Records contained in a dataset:
pub mod config;
pub mod directive;
pub mod error;
pub mod extract;
pub mod flatten;
pub mod lint;
pub mod relocate;

pub use config::{Config, FlattenConfig, LintConfig};
pub use directive::{Directive, DirectiveMatcher, ReferencePath, SourceSyntax};
pub use error::{AppError, Result};
pub use extract::extract_references;
pub use flatten::{
    Disposition, EntryFile, FlattenEvent, FlattenProgress, FlattenReport, FlattenSettings,
    Flattener, PlannedReference, flatten_to_file, flatten_to_string,
};
pub use lint::{CommentToken, Offense, TodoCommentRule, collect_comments, lint_file};
pub use relocate::Replacement;
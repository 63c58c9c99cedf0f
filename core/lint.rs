//! TODO-style comment check.
//!
//! The rule itself only looks at comment tokens. [`collect_comments`] is a small
//! line scanner that produces those tokens from source text: a comment starts at
//! the first comment marker on a line that is not inside a quoted string.

use crate::error::{AppError, Result};
use log;
use regex::Regex;
#[cfg(feature = "serde_support")]
use serde::Serialize;
use std::fs;
use std::path::{Path, PathBuf};
use walkdir::WalkDir;

pub const MESSAGE_SUFFIX: &str = "-style comment found. Remove it or convert it to a ticket.";

#[derive(Debug, Clone, PartialEq, Eq)]
pub struct CommentToken {
    /// 1-based.
    pub line: usize,
    /// 1-based, in characters.
    pub column: usize,
    pub text: String,
}

#[derive(Debug, Clone, PartialEq, Eq)]
#[cfg_attr(feature = "serde_support", derive(Serialize))]
pub struct Offense {
    pub line: usize,
    pub column: usize,
    pub keyword: String,
    pub message: String,
}

pub fn collect_comments(source: &str, marker: &str) -> Vec<CommentToken> {
    let mut comments = Vec::new();
    if marker.is_empty() {
        return comments;
    }
    for (index, line) in source.lines().enumerate() {
        if let Some((column, start)) = comment_start(line, marker) {
            comments.push(CommentToken {
                line: index + 1,
                column,
                text: line[start..].to_string(),
            });
        }
    }
    comments
}

/// Returns (1-based char column, byte offset) of the first marker outside a
/// string literal.
fn comment_start(line: &str, marker: &str) -> Option<(usize, usize)> {
    let mut quote: Option<char> = None;
    let mut escaped = false;
    for (column, (offset, ch)) in line.char_indices().enumerate() {
        match quote {
            Some(q) => {
                if escaped {
                    escaped = false;
                } else if ch == '\\' {
                    escaped = true;
                } else if ch == q {
                    quote = None;
                }
            }
            None => {
                if line[offset..].starts_with(marker) {
                    return Some((column + 1, offset));
                }
                if ch == '\'' || ch == '"' {
                    quote = Some(ch);
                }
            }
        }
    }
    None
}

#[derive(Debug, Clone)]
pub struct TodoCommentRule {
    keywords: Vec<(String, Regex)>,
}

impl TodoCommentRule {
    /// Keywords are case-sensitive whole words, checked in the given order.
    pub fn new<I, S>(keywords: I, marker: &str) -> Result<Self>
    where
        I: IntoIterator<Item = S>,
        S: AsRef<str>,
    {
        let mut compiled = Vec::new();
        for keyword in keywords {
            let keyword = keyword.as_ref();
            if keyword.is_empty() {
                return Err(AppError::InvalidArgument(
                    "Lint keywords cannot be empty strings".to_string(),
                ));
            }
            let pattern = Regex::new(&format!(
                r"^\s*{}\s*{}\b",
                regex::escape(marker),
                regex::escape(keyword)
            ))?;
            compiled.push((keyword.to_string(), pattern));
        }
        Ok(Self { keywords: compiled })
    }

    pub fn keywords(&self) -> impl Iterator<Item = &str> {
        self.keywords.iter().map(|(k, _)| k.as_str())
    }

    pub fn check(&self, comments: &[CommentToken]) -> Vec<Offense> {
        if self.keywords.is_empty() {
            return Vec::new();
        }
        comments
            .iter()
            .filter_map(|comment| {
                let (keyword, _) = self
                    .keywords
                    .iter()
                    .find(|(_, pattern)| pattern.is_match(&comment.text))?;
                Some(Offense {
                    line: comment.line,
                    column: comment.column,
                    keyword: keyword.clone(),
                    message: format!("{}{}", keyword, MESSAGE_SUFFIX),
                })
            })
            .collect()
    }
}

pub fn lint_source(source: &str, rule: &TodoCommentRule, marker: &str) -> Vec<Offense> {
    rule.check(&collect_comments(source, marker))
}

pub fn lint_file(path: &Path, rule: &TodoCommentRule, marker: &str) -> Result<Vec<Offense>> {
    let bytes = fs::read(path).map_err(|e| AppError::FileRead {
        path: path.to_path_buf(),
        source: e,
    })?;
    Ok(lint_source(&String::from_utf8_lossy(&bytes), rule, marker))
}

/// Expands directories into the files below them that carry `extension`.
/// Explicit file arguments are kept as given.
pub fn collect_lint_targets(paths: &[PathBuf], extension: &str) -> Result<Vec<PathBuf>> {
    let extension = extension.trim_start_matches('.');
    let mut targets = Vec::new();
    for path in paths {
        if path.is_file() {
            targets.push(path.clone());
        } else if path.is_dir() {
            let mut found = Vec::new();
            for entry in WalkDir::new(path).follow_links(false) {
                let entry = entry?;
                if entry.file_type().is_file()
                    && entry.path().extension().is_some_and(|e| e == extension)
                {
                    found.push(entry.into_path());
                }
            }
            found.sort();
            log::debug!("Found {} lint targets under {}", found.len(), path.display());
            targets.extend(found);
        } else {
            return Err(AppError::InvalidArgument(format!(
                "Lint target not found: {}",
                path.display()
            )));
        }
    }
    Ok(targets)
}

#[cfg(test)]
mod tests {
    use super::*;
    use tempfile::TempDir;

    fn rule(keywords: &[&str]) -> TodoCommentRule {
        TodoCommentRule::new(keywords.iter().copied(), "#").unwrap()
    }

    #[test]
    fn collects_comments_outside_strings() {
        let source = "x = 1 # note\ns = \"a # b\" # real\nt = 'it\\'s # no'\n  # full line\n";
        let comments = collect_comments(source, "#");
        let texts: Vec<(usize, usize, &str)> = comments
            .iter()
            .map(|c| (c.line, c.column, c.text.as_str()))
            .collect();
        assert_eq!(
            texts,
            vec![(1, 7, "# note"), (2, 13, "# real"), (4, 3, "# full line")]
        );
    }

    #[test]
    fn flags_configured_keywords_as_whole_words() {
        let r = rule(&["TODO", "FIXME"]);
        let offenses = lint_source(
            "# TODO: later\n#FIXME\n# TODOS are fine\n# todo lower\nx # TODO inline\n# a TODO later\n",
            &r,
            "#",
        );
        let found: Vec<(usize, &str)> = offenses
            .iter()
            .map(|o| (o.line, o.keyword.as_str()))
            .collect();
        assert_eq!(found, vec![(1, "TODO"), (2, "FIXME"), (5, "TODO")]);
        assert_eq!(
            offenses[1].message,
            "FIXME-style comment found. Remove it or convert it to a ticket."
        );
    }

    #[test]
    fn first_configured_keyword_wins() {
        let offenses = lint_source("# FIX ME now\n", &rule(&["FIX", "FIX ME"]), "#");
        assert_eq!(offenses.len(), 1);
        assert_eq!(offenses[0].keyword, "FIX");

        let offenses = lint_source("# FIX ME now\n", &rule(&["FIX ME", "FIX"]), "#");
        assert_eq!(offenses[0].keyword, "FIX ME");
    }

    #[test]
    fn empty_keyword_set_flags_nothing() {
        let r = rule(&[]);
        assert!(lint_source("# TODO\n", &r, "#").is_empty());
        assert!(TodoCommentRule::new([""], "#").is_err());
    }

    #[test]
    fn keywords_are_escaped() {
        let r = rule(&["X.Y"]);
        assert_eq!(lint_source("# X.Y\n# XzY\n", &r, "#").len(), 1);
    }

    #[test]
    fn walks_directories_for_matching_files() {
        let dir = TempDir::new().unwrap();
        fs::create_dir_all(dir.path().join("lib/deep")).unwrap();
        fs::write(dir.path().join("lib/a.rb"), "# TODO\n").unwrap();
        fs::write(dir.path().join("lib/deep/b.rb"), "x\n").unwrap();
        fs::write(dir.path().join("lib/readme.md"), "# TODO\n").unwrap();

        let targets = collect_lint_targets(&[dir.path().join("lib")], "rb").unwrap();
        assert_eq!(targets.len(), 2);
        assert!(collect_lint_targets(&[dir.path().join("missing")], "rb").is_err());

        let offenses = lint_file(&targets[0], &rule(&["TODO"]), "#").unwrap();
        assert_eq!(offenses.len(), 1);
    }

    #[test]
    fn lints_files_that_are_not_utf8() {
        let dir = TempDir::new().unwrap();
        let path = dir.path().join("a.rb");
        fs::write(&path, b"X = 'caf\xe9'\n# TODO: fix\n").unwrap();
        let offenses = lint_file(&path, &rule(&["TODO"]), "#").unwrap();
        assert_eq!(offenses.len(), 1);
        assert_eq!(offenses[0].line, 2);
    }
}
use crate::cli_args::ConfigArgs;
use crate::output;
use anyhow::{Context, Result, bail};
use colored::Colorize;
use log;
use std::path::Path;
use xflatten_core::Config;
use xflatten_core::config::{DEFAULT_CONFIG_DIR, DEFAULT_CONFIG_FILENAME};

pub fn handle_config_command(args: &ConfigArgs, project_root: &Path, quiet: bool) -> Result<()> {
    let content = Config::default()
        .to_toml_string()
        .context("Failed to serialize default configuration")?;

    if !args.save {
        return output::write_to_stdout(&content);
    }

    let path = project_root
        .join(DEFAULT_CONFIG_DIR)
        .join(DEFAULT_CONFIG_FILENAME);
    if path.exists() && !args.force {
        bail!(
            "Config file already exists at {} (use --force to overwrite)",
            path.display()
        );
    }
    log::info!("Saving default configuration to {}", path.display());
    output::write_to_file(&path, &content)?;
    if !quiet {
        println!(
            "{} Default config saved to: {}",
            "✅".green(),
            path.display().to_string().blue()
        );
    }
    Ok(())
}
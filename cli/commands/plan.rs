use crate::cli_args::PlanArgs;
use crate::load_config_for_command;
use crate::output;
use anyhow::{Context, Result};
use log;
use xflatten_core::{EntryFile, FlattenSettings, Flattener};

pub fn handle_plan_command(args: PlanArgs) -> Result<()> {
    let config = load_config_for_command(&args.config, &args.syntax, Some(&args.rules))
        .context("Failed to load configuration")?;
    let settings = FlattenSettings::from_config(&config).context("Invalid flatten settings")?;

    let entry = EntryFile::locate(&args.root)?;
    let entry_dir = entry.dir().to_path_buf();
    let plan = Flattener::new(entry, settings)
        .with_output_path(&config.flatten.output_file)
        .plan()
        .with_context(|| format!("Failed to plan {}", args.root.display()))?;
    log::debug!("Planned {} directives", plan.len());

    match args.format.as_str() {
        "json" => output::print_json(&plan),
        _ => output::print_plan_table(&plan, &entry_dir),
    }
}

Task brief: Look through the entries and return each line that has the word "feature" in it.

Response:
#[cfg(feature = "serde_support")]
#[cfg_attr(feature = "serde_support", derive(Serialize))]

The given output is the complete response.